Wherever the string "seek" appears in the entries below, return the line that holds it.

Extracted data entries:

● ● ●

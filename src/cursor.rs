//! Cursor: bidirectional position over an [`OrderedMap`].
//!
//! Tree nodes carry no parent links, so the cursor retains the whole
//! root-to-position path as an explicit, growable stack of
//! `(node, index)` frames. Frame discipline:
//!
//! - the top frame's index addresses the current entry inside its node;
//! - every frame below records which child the path descended into, so
//!   popping a frame recovers the in-order neighbor on that level:
//!   entry `c` comes right after child `c`, entry `c - 1` right before.
//!
//! Stepping past either end empties the cursor; an empty cursor stays
//! empty. The cursor borrows the map, which rules out structural
//! mutation while any cursor is alive.
//!
//! [`OrderedMap`]: crate::ordered_map::OrderedMap

use core::borrow::Borrow;

use crate::ordered_map::Node;

pub struct Cursor<'a, K, V> {
    frames: Vec<(&'a Node<K, V>, usize)>,
}

impl<'a, K, V> Cursor<'a, K, V> {
    pub(crate) fn empty() -> Self {
        Cursor { frames: Vec::new() }
    }

    fn top(&self) -> Option<(&'a Node<K, V>, usize)> {
        self.frames.last().copied()
    }

    fn set_top_index(&mut self, index: usize) {
        if let Some(frame) = self.frames.last_mut() {
            frame.1 = index;
        }
    }

    /// True once the cursor has stepped past either end (or never pointed
    /// anywhere).
    pub fn is_empty(&self) -> bool {
        self.frames.is_empty()
    }

    pub fn key(&self) -> Option<&'a K> {
        self.top().map(|(node, i)| &node.entries[i].0)
    }

    pub fn value(&self) -> Option<&'a V> {
        self.top().map(|(node, i)| &node.entries[i].1)
    }

    pub fn entry(&self) -> Option<(&'a K, &'a V)> {
        self.top().map(|(node, i)| {
            let (key, value) = &node.entries[i];
            (key, value)
        })
    }

    // Leftmost descent: the minimum of `node`'s subtree becomes current.
    // Index 0 doubles as child 0 for the frames above the leaf.
    pub(crate) fn descend_min(&mut self, mut node: &'a Node<K, V>) {
        loop {
            self.frames.push((node, 0));
            if node.is_leaf() {
                return;
            }
            node = &node.children[0];
        }
    }

    // Rightmost descent: the maximum of `node`'s subtree becomes current.
    // Internal frames record the trailing child index.
    pub(crate) fn descend_max(&mut self, mut node: &'a Node<K, V>) {
        loop {
            if node.is_leaf() {
                self.frames.push((node, node.entries.len() - 1));
                return;
            }
            self.frames.push((node, node.entries.len()));
            node = &node.children[node.entries.len()];
        }
    }

    // Descends from `node` comparing keys, pushing one frame per level.
    // Returns true on an exact hit (top frame addresses the entry); on a
    // miss the top frame holds the leaf-level insertion point, which the
    // floor/ceil back-offs resolve to a neighbor.
    pub(crate) fn seek<Q>(&mut self, mut node: &'a Node<K, V>, q: &Q) -> bool
    where
        K: Borrow<Q>,
        Q: ?Sized + Ord,
    {
        loop {
            match node.search(q) {
                Ok(i) => {
                    self.frames.push((node, i));
                    return true;
                }
                Err(i) => {
                    self.frames.push((node, i));
                    if node.is_leaf() {
                        return false;
                    }
                    node = &node.children[i];
                }
            }
        }
    }

    // After a missed seek, settle on the nearest smaller entry: the one
    // just before the leaf gap, or the first ancestor entry whose child
    // we came out of on the right.
    pub(crate) fn back_off_to_floor(&mut self) {
        if let Some((_, i)) = self.top() {
            if i > 0 {
                self.set_top_index(i - 1);
                return;
            }
        }
        self.frames.pop();
        while let Some((_, c)) = self.top() {
            if c > 0 {
                self.set_top_index(c - 1);
                return;
            }
            self.frames.pop();
        }
    }

    // Mirror image of `back_off_to_floor`: the entry right after the leaf
    // gap, or the first ancestor entry whose child we came out of on the
    // left.
    pub(crate) fn back_off_to_ceil(&mut self) {
        if let Some((node, i)) = self.top() {
            if i < node.entries.len() {
                return;
            }
        }
        self.frames.pop();
        while let Some((node, c)) = self.top() {
            if c < node.entries.len() {
                return;
            }
            self.frames.pop();
        }
    }

    /// Advances to the next entry in key order; past the maximum the
    /// cursor becomes empty.
    pub fn next(&mut self) {
        let Some((node, i)) = self.top() else {
            return;
        };
        if !node.is_leaf() {
            // The successor is the minimum of the child after entry i.
            self.set_top_index(i + 1);
            self.descend_min(&node.children[i + 1]);
            return;
        }
        if i + 1 < node.entries.len() {
            self.set_top_index(i + 1);
            return;
        }
        // Leaf exhausted: pop until some ancestor still has an entry
        // after the child we came out of.
        self.frames.pop();
        while let Some((n, c)) = self.top() {
            if c < n.entries.len() {
                return;
            }
            self.frames.pop();
        }
    }

    /// Retreats to the previous entry in key order; past the minimum the
    /// cursor becomes empty.
    pub fn prev(&mut self) {
        let Some((node, i)) = self.top() else {
            return;
        };
        if !node.is_leaf() {
            // The predecessor is the maximum of the child before entry i.
            self.set_top_index(i);
            self.descend_max(&node.children[i]);
            return;
        }
        if i > 0 {
            self.set_top_index(i - 1);
            return;
        }
        self.frames.pop();
        while let Some((_, c)) = self.top() {
            if c > 0 {
                self.set_top_index(c - 1);
                return;
            }
            self.frames.pop();
        }
    }
}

● ● ●

_Response box_
    pub(crate) fn seek<Q>(&mut self, mut node: &'a Node<K, V>, q: &Q) -> bool
    // After a missed seek, settle on the nearest smaller entry: the one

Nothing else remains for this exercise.